In [None]:
# # PLS GOTO README.MD FIRST!!!!!

%matplotlib inline
import os
import time
import matplotlib.pyplot as plt
import pandas as pd
import numpy as np
import importlib.util
import sys
from IPython.display import display, Markdown

# Function to import a module from file path
def import_module_from_file(module_name, file_path):
    spec = importlib.util.spec_from_file_location(module_name, file_path)
    module = importlib.util.module_from_spec(spec)
    sys.modules[module_name] = module
    spec.loader.exec_module(module)
    return module

# Check if all required files exist
required_files = [
    'data_preprocessing.py',
    'model.py',
    'training.py',
    'main_bert.py',
    'main_roberta.py',
    'main_distilbert.py'
]

missing_files = [file for file in required_files if not os.path.exists(file)]
if missing_files:
    print(f"The following required files are missing: {missing_files}")
    print("Please make sure all model files are in the current directory")
    exit(1)

# Check if Tweets.csv exists
if not os.path.exists('Tweets.csv'):
    print("Tweets.csv not found.
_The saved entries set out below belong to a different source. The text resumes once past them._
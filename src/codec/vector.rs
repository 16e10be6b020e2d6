//! Homogeneous runs of values whose count is never written.

use super::{Codec, CodecRef};
use crate::{
    encoding::{Reader, SerializerExt},
    errors::*,
    Stride, Value,
};

/// The element width when elements can be laid back to back, `None` when each needs a
/// length prefix.
///
/// Zero-width elements are prefixed too, since a count could not be recovered from
/// zero bytes.
#[inline]
fn element_width(stride: Stride) -> Option<usize> {
    match stride {
        Stride::Fixed(n) if n > 0 => Some(n),
        _ => None,
    }
}

/// Writes a run of elements: raw if they have a nonzero fixed width, each behind a
/// varint length otherwise.
pub(crate) fn encode_run<T, I, F>(stride: Stride, items: I, out: &mut Vec<u8>, mut enc: F) -> CodecResult<()>
where
    I: ExactSizeIterator<Item = T>,
    F: FnMut(T, &mut Vec<u8>) -> CodecResult<()>,
{
    match element_width(stride) {
        Some(n) => {
            out.reserve(items.len() * n);
            for item in items {
                enc(item, out)?;
            }
        }
        None => {
            let mut scratch = Vec::new();
            for item in items {
                scratch.clear();
                enc(item, &mut scratch)?;
                out.put_prefixed(&scratch)?;
            }
        }
    }
    Ok(())
}

/// Reads a run written by [`encode_run`], consuming all of `bytes`.
///
/// # Errors
///
/// With a fixed width, a trailing partial element fails with
/// [`CodecError::Truncated`]. With prefixes, so does a length running past the end.
pub(crate) fn decode_run<T, F>(stride: Stride, bytes: &[u8], mut dec: F) -> CodecResult<Vec<T>>
where
    F: FnMut(&[u8]) -> CodecResult<T>,
{
    let mut reader = Reader::new(bytes);
    let width = element_width(stride);
    let mut out = Vec::with_capacity(width.map_or(0, |n| bytes.len() / n));
    while !reader.is_empty() {
        let span = match width {
            Some(n) => reader.read_many(n)?,
            None => reader.read_prefixed()?,
        };
        out.push(dec(span)?);
    }
    Ok(out)
}

/// Zero or more values of one codec.
///
/// The number of elements is never written, so a vector must be handed exactly its own
/// bytes when decoding. Nested inside a tuple or struct that is taken care of, since a
/// vector always reports [`Stride::Variable`] and so is always length-prefixed.
///
/// # Example
///
/// ```
/// use kcodec::prelude::*;
///
/// let shorts = Vector::new(codec(U16));
/// let v = Value::Seq(vec![1u16.into(), 513u16.into()]);
/// assert_eq!(shorts.encode(&v).unwrap(), vec![0x01, 0x00, 0x01, 0x02]);
///
/// let words = Vector::new(codec(Text));
/// let v = Value::Seq(vec!["a".into(), "bc".into()]);
/// assert_eq!(words.encode(&v).unwrap(), vec![0x01, b'a', 0x02, b'b', b'c']);
/// ```
#[derive(Debug, Clone)]
pub struct Vector {
    child: CodecRef,
}

impl Vector {
    /// Creates a vector of `child` values.
    pub fn new(child: CodecRef) -> Self { Vector { child } }

    /// The element codec.
    pub fn child(&self) -> &CodecRef { &self.child }
}

impl Codec for Vector {
    fn stride(&self) -> Stride { Stride::Variable }

    fn encode_into(&self, value: &Value, out: &mut Vec<u8>) -> CodecResult<()> {
        match value {
            Value::Seq(items) => encode_run(self.child.stride(), items.iter(), out, |item, buf| {
                self.child.encode_into(item, buf)
            }),
            other => Err(CodecError::mismatch("seq", other.type_name())),
        }
    }

    fn decode(&self, bytes: &[u8]) -> CodecResult<Value> {
        let items = decode_run(self.child.stride(), bytes, |span| self.child.decode(span))?;
        Ok(Value::Seq(items))
    }
}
Please upload the dataset first.")
    print("You can upload it using: from google.colab import files; uploaded = files.upload()")
    exit(1)

# Install requirements if needed
try:
    import torch
    import transformers
except ImportError:
    print("Installing required packages...")
    !pip install torch transformers pandas scikit-learn matplotlib seaborn

# Function to run a model and capture its output
def run_model(module_name, script_name, model_name):
    print(f"\n{'='*80}")
    print(f"Running {model_name} model...")
    print(f"{'='*80}\n")

    start_time = time.time()

    # Import and run the model script
    try:
        # Import the module
        module = import_module_from_file(module_name, script_name)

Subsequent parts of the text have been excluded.